Red Wolf
Page 4
“You . . . ?” I blinked at her. “And Mama? What . . . Gran, what’s happening?” I demanded softly as I picked up my empty basket and shook off the cloth covering, trying to hide the tremor in my hands.
She stepped onto the path and tugged me forward with her, and finally I regained my sense of direction. Her cabin was directly ahead. “You are becoming what you were always meant to be. You and Sofia are descended from a long line of women gifted with great abilities and burdened with an even greater responsibility.”
I stumbled to a stop on the path, frowning at her. “This is how you can live alone in the dark wood?” How she could see so well and move so lithely through the forest? “We’re all . . . What are we?” Werewolves, obviously. Yet not infected. Not snow-white, like the beast I’d killed.
“There are many words for what we are, child, and you’ve heard most of them. Yet they all fall short of the truth.”
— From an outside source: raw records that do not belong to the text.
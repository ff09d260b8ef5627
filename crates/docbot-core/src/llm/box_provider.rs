//! BoxLlmProvider -- object-safe dynamic dispatch wrapper for LlmProvider.
//!
//! 1. `LlmProviderDyn` is an object-safe mirror of `LlmProvider` with boxed futures
//! 2. A blanket impl covers every `T: LlmProvider`
//! 3. `BoxLlmProvider` wraps `Box<dyn LlmProviderDyn>` and delegates

use std::future::Future;
use std::pin::Pin;

use docbot_types::llm::{CompletionRequest, CompletionResponse, LlmError, ProviderCapabilities};

use super::provider::LlmProvider;

/// Object-safe version of [`LlmProvider`] with boxed futures.
pub trait LlmProviderDyn: Send + Sync {
    fn name(&self) -> &str;

    fn capabilities(&self) -> &ProviderCapabilities;

    fn complete_boxed<'a>(
        &'a self,
        request: &'a CompletionRequest,
    ) -> Pin<Box<dyn Future<Output = Result<CompletionResponse, LlmError>> + Send + 'a>>;
}

impl<T: LlmProvider> LlmProviderDyn for T {
    fn name(&self) -> &str {
        LlmProvider::name(self)
    }

    fn capabilities(&self) -> &ProviderCapabilities {
        LlmProvider::capabilities(self)
    }

    fn complete_boxed<'a>(
        &'a self,
        request: &'a CompletionRequest,
    ) -> Pin<Box<dyn Future<Output = Result<CompletionResponse, LlmError>> + Send + 'a>> {
        Box::pin(self.complete(request))
    }
}

/// Type-erased inference provider.
///
/// `LlmProvider` uses RPITIT and cannot be a trait object directly, so the
/// dispatcher holds one of these instead. That keeps `Dispatcher` free of a
/// provider type parameter and lets the binary pick the backend at runtime.
pub struct BoxLlmProvider {
    inner: Box<dyn LlmProviderDyn + Send + Sync>,
}

impl BoxLlmProvider {
    /// Wrap a concrete `LlmProvider` in a type-erased box.
    pub fn new<T: LlmProvider + 'static>(provider: T) -> Self {
        Self {
            inner: Box::new(provider),
        }
    }

    pub fn name(&self) -> &str {
        self.inner.name()
    }

    pub fn capabilities(&self) -> &ProviderCapabilities {
        self.inner.capabilities()
    }

    /// Send a completion request and receive the full response.
    pub async fn complete(
        &self,
        request: &CompletionRequest,
    ) -> Result<CompletionResponse, LlmError> {
        self.inner.complete_boxed(request).await
    }
}

impl std::fmt::Debug for BoxLlmProvider {
    fn fmt(&self, f: &mut std::fmt::Formatter<'_>) -> std::fmt::Result {
        f.debug_struct("BoxLlmProvider")
            .field("name", &self.name())
            .finish()
    }
}
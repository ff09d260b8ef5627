//! AnthropicProvider -- concrete [`LlmProvider`] implementation for Anthropic Claude.
//!
//! Sends requests to the Anthropic Messages API (`/v1/messages`) with
//! authentication headers and tool definitions, and maps text and
//! `tool_use` blocks back into a provider-agnostic [`CompletionResponse`].
//!
//! The API key is wrapped in [`secrecy::SecretString`] and is never logged
//! or included in `Debug` output.

use std::time::Duration;

use secrecy::{ExposeSecret, SecretString};

use docbot_core::llm::LlmProvider;
use docbot_types::llm::{
    CompletionRequest, CompletionResponse, LlmError, ProviderCapabilities, StopReason, ToolCall,
    Usage,
};

use super::types::{
    AnthropicContentBlock, AnthropicMessage, AnthropicRequest, AnthropicResponse, AnthropicTool,
};

/// Anthropic Claude provider.
///
/// # API Key Security
///
/// The API key is stored as a [`SecretString`] and is only exposed when
/// constructing HTTP request headers.
pub struct AnthropicProvider {
    client: reqwest::Client,
    api_key: SecretString,
    base_url: String,
    model: String,
    capabilities: ProviderCapabilities,
}

impl AnthropicProvider {
    /// The Anthropic API version header value.
    const API_VERSION: &'static str = "2023-06-01";

    /// Create a new Anthropic provider.
    ///
    /// The HTTP client carries its own generous timeout; the dispatcher
    /// enforces the configured inference deadline on top of it.
    pub fn new(api_key: SecretString, model: String) -> Result<Self, LlmError> {
        let client = reqwest::Client::builder()
            .timeout(Duration::from_secs(300))
            .build()
            .map_err(|e| LlmError::Provider {
                message: format!("failed to create HTTP client: {e}"),
            })?;

        let capabilities = Self::capabilities_for_model(&model);

        Ok(Self {
            client,
            api_key,
            base_url: "https://api.anthropic.com".to_string(),
            model,
            capabilities,
        })
    }

    /// The default model for this provider.
    pub fn model(&self) -> &str {
        &self.model
    }

    /// Override the base URL (useful for testing or proxies).
    pub fn with_base_url(mut self, base_url: String) -> Self {
        self.base_url = base_url;
        self
    }

    fn capabilities_for_model(model: &str) -> ProviderCapabilities {
        let max_output_tokens = if model.contains("opus") {
            32_000
        } else if model.contains("sonnet") || model.contains("haiku") {
            8_192
        } else {
            4_096
        };
        ProviderCapabilities {
            tool_calling: true,
            max_context_tokens: 200_000,
            max_output_tokens,
        }
    }

    fn url(&self, path: &str) -> String {
        format!("{}{}", self.base_url, path)
    }

    /// Convert a generic [`CompletionRequest`] into an [`AnthropicRequest`].
    fn to_anthropic_request(&self, request: &CompletionRequest) -> AnthropicRequest {
        let model = if request.model.is_empty() {
            self.model.clone()
        } else {
            request.model.clone()
        };

        AnthropicRequest {
            model,
            max_tokens: request.max_tokens,
            messages: request
                .messages
                .iter()
                .map(|m| AnthropicMessage {
                    role: m.role.to_string(),
                    content: m.content.clone(),
                })
                .collect(),
            system: request.system.clone(),
            temperature: request.temperature,
            tools: request
                .tools
                .iter()
                .map(|t| AnthropicTool {
                    name: t.name.clone(),
                    description: t.description.clone(),
                    input_schema: t.input_schema.clone(),
                })
                .collect(),
        }
    }
}

/// Map an Anthropic response body into the provider-agnostic shape.
fn from_anthropic_response(resp: AnthropicResponse) -> CompletionResponse {
    let mut content = String::new();
    let mut tool_calls = Vec::new();
    for block in resp.content {
        match block {
            AnthropicContentBlock::Text { text } => content.push_str(&text),
            AnthropicContentBlock::ToolUse { id, name, input } => {
                tool_calls.push(ToolCall { id, name, input });
            }
            AnthropicContentBlock::Other => {}
        }
    }

    let stop_reason = match resp.stop_reason.as_deref() {
        Some("tool_use") => StopReason::ToolUse,
        Some("max_tokens") => StopReason::MaxTokens,
        Some("stop_sequence") => StopReason::StopSequence,
        _ => StopReason::EndTurn,
    };

    CompletionResponse {
        id: resp.id,
        content,
        model: resp.model,
        stop_reason,
        usage: Usage {
            input_tokens: resp.usage.input_tokens,
            output_tokens: resp.usage.output_tokens,
        },
        tool_calls,
    }
}

fn retry_after_ms(headers: &reqwest::header::HeaderMap) -> Option<u64> {
    headers
        .get(reqwest::header::RETRY_AFTER)?
        .to_str()
        .ok()?
        .trim()
        .parse::<u64>()
        .ok()
        .map(|secs| secs * 1000)
}

// AnthropicProvider intentionally does NOT derive Debug.

impl LlmProvider for AnthropicProvider {
    fn name(&self) -> &str {
        "anthropic"
    }

    fn capabilities(&self) -> &ProviderCapabilities {
        &self.capabilities
    }

    async fn complete(&self, request: &CompletionRequest) -> Result<CompletionResponse, LlmError> {
        let body = self.to_anthropic_request(request);
        let url = self.url("/v1/messages");

        let response = self
            .client
            .post(&url)
            .header("x-api-key", self.api_key.expose_secret())
            .header("anthropic-version", Self::API_VERSION)
            .header("content-type", "application/json")
            .json(&body)
            .send()
            .await
            .map_err(|e| LlmError::Provider {
                message: format!("HTTP request failed: {e}"),
            })?;

        let status = response.status();
        if !status.is_success() {
            let retry_after = retry_after_ms(response.headers());
            let error_body = response.text().await.unwrap_or_default();
            return Err(match status.as_u16() {
                400 => LlmError::InvalidRequest(error_body),
                401 => LlmError::AuthenticationFailed,
                429 => LlmError::RateLimited {
                    retry_after_ms: retry_after,
                },
                529 => LlmError::Overloaded(error_body),
                _ => LlmError::Provider {
                    message: format!("HTTP {status}: {error_body}"),
                },
            });
        }

        let anthropic_resp: AnthropicResponse = response.json().await.map_err(|e| {
            LlmError::Deserialization(format!("failed to parse response: {e}"))
        })?;

        Ok(from_anthropic_response(anthropic_resp))
    }
}
//! Version-control log port and summary rendering.

use std::collections::BTreeSet;
use std::fmt::Write as _;

use docbot_types::error::VcsError;
use docbot_types::vcs::CommitSummary;

/// Supplies recent commits for "what changed" summaries.
pub trait CommitLog: Send + Sync {
    /// Commits from the last `days` days, newest first.
    fn recent(
        &self,
        days: u32,
    ) -> impl std::future::Future<Output = Result<Vec<CommitSummary>, VcsError>> + Send;
}

/// Render commits as a plain-text block for the model to summarize.
pub fn render_commit_log(days: u32, commits: &[CommitSummary]) -> String {
    if commits.is_empty() {
        return format!("No commits found in the last {days} days.");
    }

    let files: BTreeSet<&str> = commits
        .iter()
        .flat_map(|c| c.files.iter().map(String::as_str))
        .collect();

    let mut out = format!("Git history for the last {days} days:\n\n");
    let _ = writeln!(out, "Total commits: {}", commits.len());
    let _ = writeln!(out, "Files modified: {}\n", files.len());
    out.push_str("Commits:\n");
    for commit in commits {
        let _ = writeln!(out, "{} | {} | {}", commit.hash, commit.subject, commit.date);
        for file in &commit.files {
            let _ = writeln!(out, "  {file}");
        }
    }
    out
}
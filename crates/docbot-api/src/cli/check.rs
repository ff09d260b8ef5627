//! `docbot check`: configuration and environment health check.

use anyhow::Result;
use comfy_table::{Cell, Color, ContentArrangement, Table, presets};
use console::style;
use secrecy::SecretString;

use docbot_core::store::DocumentStore;
use docbot_infra::llm::{ANTHROPIC_API_KEY_ENV, test_provider_connection};
use docbot_infra::slack::{SLACK_BOT_TOKEN_ENV, SLACK_SIGNING_SECRET_ENV};

use crate::state::Runtime;

/// One row of the project table.
#[derive(Debug, serde::Serialize)]
struct ProjectStatus {
    id: String,
    name: String,
    root: String,
    exists: bool,
    documents: Option<usize>,
}

pub async fn check(runtime: &Runtime, ping: bool, json: bool) -> Result<()> {
    let mut projects = Vec::with_capacity(runtime.projects.len());
    for project in &runtime.projects {
        let exists = tokio::fs::try_exists(&project.root).await.unwrap_or(false);
        let documents = runtime.store.list_documents(&project.id).await.ok().map(|d| d.len());
        projects.push(ProjectStatus {
            id: project.id.clone(),
            name: project.name.clone(),
            root: project.root.display().to_string(),
            exists,
            documents,
        });
    }

    let secrets = [
        (ANTHROPIC_API_KEY_ENV, is_set(&runtime.secrets.anthropic_api_key)),
        (SLACK_BOT_TOKEN_ENV, is_set(&runtime.secrets.slack_bot_token)),
        (SLACK_SIGNING_SECRET_ENV, is_set(&runtime.secrets.slack_signing_secret)),
    ];

    let ping_result = if ping {
        Some(match runtime.provider() {
            Ok(provider) => test_provider_connection(&provider, &runtime.config.model)
                .await
                .map_err(|e| e.to_string()),
            Err(e) => Err(e.to_string()),
        })
    } else {
        None
    };

    if json {
        let out = serde_json::json!({
            "config": runtime.config_path.display().to_string(),
            "model": runtime.config.model,
            "projects": projects,
            "channel_access": runtime.config.channel_access,
            "secrets": secrets.iter().map(|(k, v)| (k.to_string(), *v)).collect::<std::collections::BTreeMap<_, _>>(),
            "ping": ping_result.as_ref().map(|r| match r {
                Ok(()) => serde_json::json!({"ok": true}),
                Err(e) => serde_json::json!({"ok": false, "error": e}),
            }),
        });
        println!("{}", serde_json::to_string_pretty(&out)?);
        return Ok(());
    }

    println!();
    println!(
        "  {} docbot v{}",
        style("⚡").bold(),
        env!("CARGO_PKG_VERSION")
    );
    println!("  Config: {}", style(runtime.config_path.display()).cyan());
    println!("  Model:  {}", runtime.config.model);
    println!();

    if projects.is_empty() {
        println!("  {}", style("No projects configured.").yellow());
    } else {
        let mut table = Table::new();
        table.load_preset(presets::UTF8_FULL_CONDENSED);
        table.set_content_arrangement(ContentArrangement::Dynamic);
        table.set_header(vec![
            Cell::new("Project").fg(Color::White),
            Cell::new("Name").fg(Color::White),
            Cell::new("Root").fg(Color::White),
            Cell::new("Docs").fg(Color::White),
        ]);
        for p in &projects {
            let docs = match (p.exists, p.documents) {
                (false, _) => Cell::new("missing").fg(Color::Red),
                (true, Some(n)) => Cell::new(n),
                (true, None) => Cell::new("unreadable").fg(Color::Yellow),
            };
            table.add_row(vec![
                Cell::new(&p.id).fg(Color::Cyan),
                Cell::new(&p.name),
                Cell::new(&p.root),
                docs,
            ]);
        }
        println!("{table}");
    }

    println!();
    println!("  {}", style("── Channel access ──").dim());
    if runtime.config.channel_access.is_empty() {
        println!("  All channels may access all projects.");
    } else {
        for (channel, allowed) in &runtime.config.channel_access {
            println!("  {channel}: {}", allowed.join(", "));
        }
    }

    println!();
    println!("  {}", style("── Secrets ──").dim());
    for (key, present) in secrets {
        println!("  {} {key}", check_mark(present));
    }

    if let Some(result) = ping_result {
        println!();
        match result {
            Ok(()) => println!("  {} Inference provider reachable", check_mark(true)),
            Err(e) => println!("  {} Inference provider: {e}", check_mark(false)),
        }
    }
    println!();
    Ok(())
}

fn is_set(secret: &Option<SecretString>) -> bool {
    secret.is_some()
}

fn check_mark(ok: bool) -> String {
    if ok {
        format!("{}", style("✓").green())
    } else {
        format!("{}", style("✗").red())
    }
}
//! Application state wiring all components together.
//!
//! `Runtime` holds everything loaded from configuration (projects, store,
//! sessions, commit log, pipeline settings) and builds a `Dispatcher` for a
//! given transport. `AppState` pins that dispatcher to Slack for the HTTP
//! server.

use std::path::PathBuf;
use std::sync::Arc;
use std::time::Duration;

use anyhow::Context;
use secrecy::SecretString;
use tokio::task::JoinHandle;
use tokio_util::sync::CancellationToken;

use docbot_core::access::AccessGate;
use docbot_core::dispatch::{DispatchSettings, Dispatcher};
use docbot_core::inference::RequestSettings;
use docbot_core::llm::BoxLlmProvider;
use docbot_core::session::SessionManager;
use docbot_core::store::DocumentStore;
use docbot_core::transport::MessageTransport;
use docbot_infra::config::{
    config_base_dir, load_config, resolve_config_path, resolve_projects, resolve_repository_root,
    resolve_shared_docs,
};
use docbot_infra::filesystem::LocalDocumentStore;
use docbot_infra::llm::{ANTHROPIC_API_KEY_ENV, create_provider};
use docbot_infra::secret::EnvSecrets;
use docbot_infra::slack::{SLACK_BOT_TOKEN_ENV, SLACK_SIGNING_SECRET_ENV, SlackTransport};
use docbot_infra::vcs::GitCommitLog;
use docbot_types::chat::SessionPolicy;
use docbot_types::config::DocbotConfig;
use docbot_types::error::ConfigError;
use docbot_types::project::Project;

/// How often expired sessions are purged.
pub const SWEEP_INTERVAL: Duration = Duration::from_secs(60);

/// Concrete dispatcher for the Slack server.
pub type SlackDispatcher = Dispatcher<LocalDocumentStore, SlackTransport, GitCommitLog>;

/// Everything derived from the config file and environment.
pub struct Runtime {
    pub config: DocbotConfig,
    pub config_path: PathBuf,
    pub projects: Vec<Project>,
    pub store: Arc<LocalDocumentStore>,
    pub sessions: Arc<SessionManager>,
    pub commits: Arc<GitCommitLog>,
    pub secrets: EnvSecrets,
}

impl Runtime {
    /// Load configuration and build the shared components.
    pub async fn load(explicit_config: Option<PathBuf>) -> anyhow::Result<Self> {
        let config_path = resolve_config_path(explicit_config);
        let config = load_config(&config_path).await?;
        Ok(Self::from_config(config, config_path, EnvSecrets::load())?)
    }

    pub fn from_config(
        config: DocbotConfig,
        config_path: PathBuf,
        secrets: EnvSecrets,
    ) -> Result<Self, ConfigError> {
        let base_dir = config_base_dir(&config_path);
        let repo_root = resolve_repository_root(&config, &base_dir);
        let timeout = config.session_timeout().ok_or_else(|| {
            ConfigError::Invalid(format!(
                "session_timeout_secs out of range: {}",
                config.session_timeout_secs
            ))
        })?;
        let policy = SessionPolicy::new(config.max_session_turns, timeout);

        let mut store = LocalDocumentStore::new(resolve_projects(&config, &base_dir));
        if let Some(shared) = resolve_shared_docs(&config, &base_dir) {
            store = store.with_shared(shared);
        }
        // Includes the shared-docs project, so the gate hands it to every
        // unrestricted channel and to no restricted one.
        let projects = store.projects().to_vec();

        Ok(Self {
            store: Arc::new(store),
            sessions: Arc::new(SessionManager::new(policy)),
            commits: Arc::new(GitCommitLog::new(repo_root)),
            projects,
            config,
            config_path,
            secrets,
        })
    }

    pub fn settings(&self) -> DispatchSettings {
        DispatchSettings {
            request: RequestSettings {
                model: self.config.model.clone(),
                max_tokens: self.config.max_tokens,
                recent_updates_days: self.config.recent_updates_days,
            },
            inference_timeout: Duration::from_secs(self.config.inference_timeout_secs),
            context_budget: self.config.context_budget_chars,
        }
    }

    pub fn gate(&self) -> AccessGate {
        AccessGate::from_config(&self.projects, &self.config.channel_access)
    }

    /// Build the inference provider from `ANTHROPIC_API_KEY`.
    pub fn provider(&self) -> anyhow::Result<BoxLlmProvider> {
        create_provider(&self.config.model, self.secrets.anthropic_api_key.clone())
            .with_context(|| format!("cannot create inference provider (is {ANTHROPIC_API_KEY_ENV} set?)"))
    }

    pub fn dispatcher<T: MessageTransport>(
        &self,
        provider: BoxLlmProvider,
        transport: Arc<T>,
    ) -> Dispatcher<LocalDocumentStore, T, GitCommitLog> {
        Dispatcher::new(
            Arc::clone(&self.store),
            Arc::clone(&self.sessions),
            self.gate(),
            provider,
            transport,
            Arc::clone(&self.commits),
            self.settings(),
        )
    }
}

/// Shared state for the Slack events endpoint.
#[derive(Clone)]
pub struct AppState {
    pub dispatcher: Arc<SlackDispatcher>,
    pub transport: Arc<SlackTransport>,
    pub signing_secret: Arc<SecretString>,
}

impl AppState {
    /// Wire the Slack transport and dispatcher. Requires all three secrets.
    pub fn init(runtime: &Runtime) -> anyhow::Result<Self> {
        let token = runtime
            .secrets
            .slack_bot_token
            .clone()
            .with_context(|| format!("{SLACK_BOT_TOKEN_ENV} is not set"))?;
        let signing_secret = runtime
            .secrets
            .slack_signing_secret
            .clone()
            .with_context(|| format!("{SLACK_SIGNING_SECRET_ENV} is not set"))?;

        let transport = Arc::new(SlackTransport::new(token)?);
        let dispatcher = runtime.dispatcher(runtime.provider()?, Arc::clone(&transport));

        Ok(Self {
            dispatcher: Arc::new(dispatcher),
            transport,
            signing_secret: Arc::new(signing_secret),
        })
    }
}

/// Purge expired sessions every `interval` until `shutdown` is cancelled.
pub fn spawn_session_sweeper(
    sessions: Arc<SessionManager>,
    interval: Duration,
    shutdown: CancellationToken,
) -> JoinHandle<()> {
    tokio::spawn(async move {
        let mut ticker = tokio::time::interval(interval);
        // The first tick completes immediately.
        ticker.tick().await;
        loop {
            tokio::select! {
                _ = shutdown.cancelled() => break,
                // The manager logs what it removed.
                _ = ticker.tick() => {
                    sessions.sweep_expired();
                }
            }
        }
        tracing::debug!("session sweeper stopped");
    })
}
“Monster,” I said as a chill worked its way across my flesh. “We’re monsters.”
“Yes.” She nodded firmly, and I felt a little sick at the admission. I’d expected her to deny it. “Never doubt that we are monsters, Adele. But that is perhaps the vaguest of all the descriptors. We are werewolf. Loup garou. Lycanthrope. Every region has its own name for us, and none is more common than simply ‘witch.’ Because your neighbors’ superstitions are rooted in truth; what we do—what we are—relies on a very particular and ancient kind of magic. An ability to alter our forms and a set of skills that are just as natural to the women of our line as any of your human abilities are.”
“Werewolves.” My voice echoed with shock. “We are monsters.”
“Yes. But of a kind unlike any other. The wolf you killed—she was a beast. A whitewulf. They are destroyers. Indiscriminate slayers. Consumers of human flesh.”
“And we are not?” The tension in my voice begged her for a word of solace.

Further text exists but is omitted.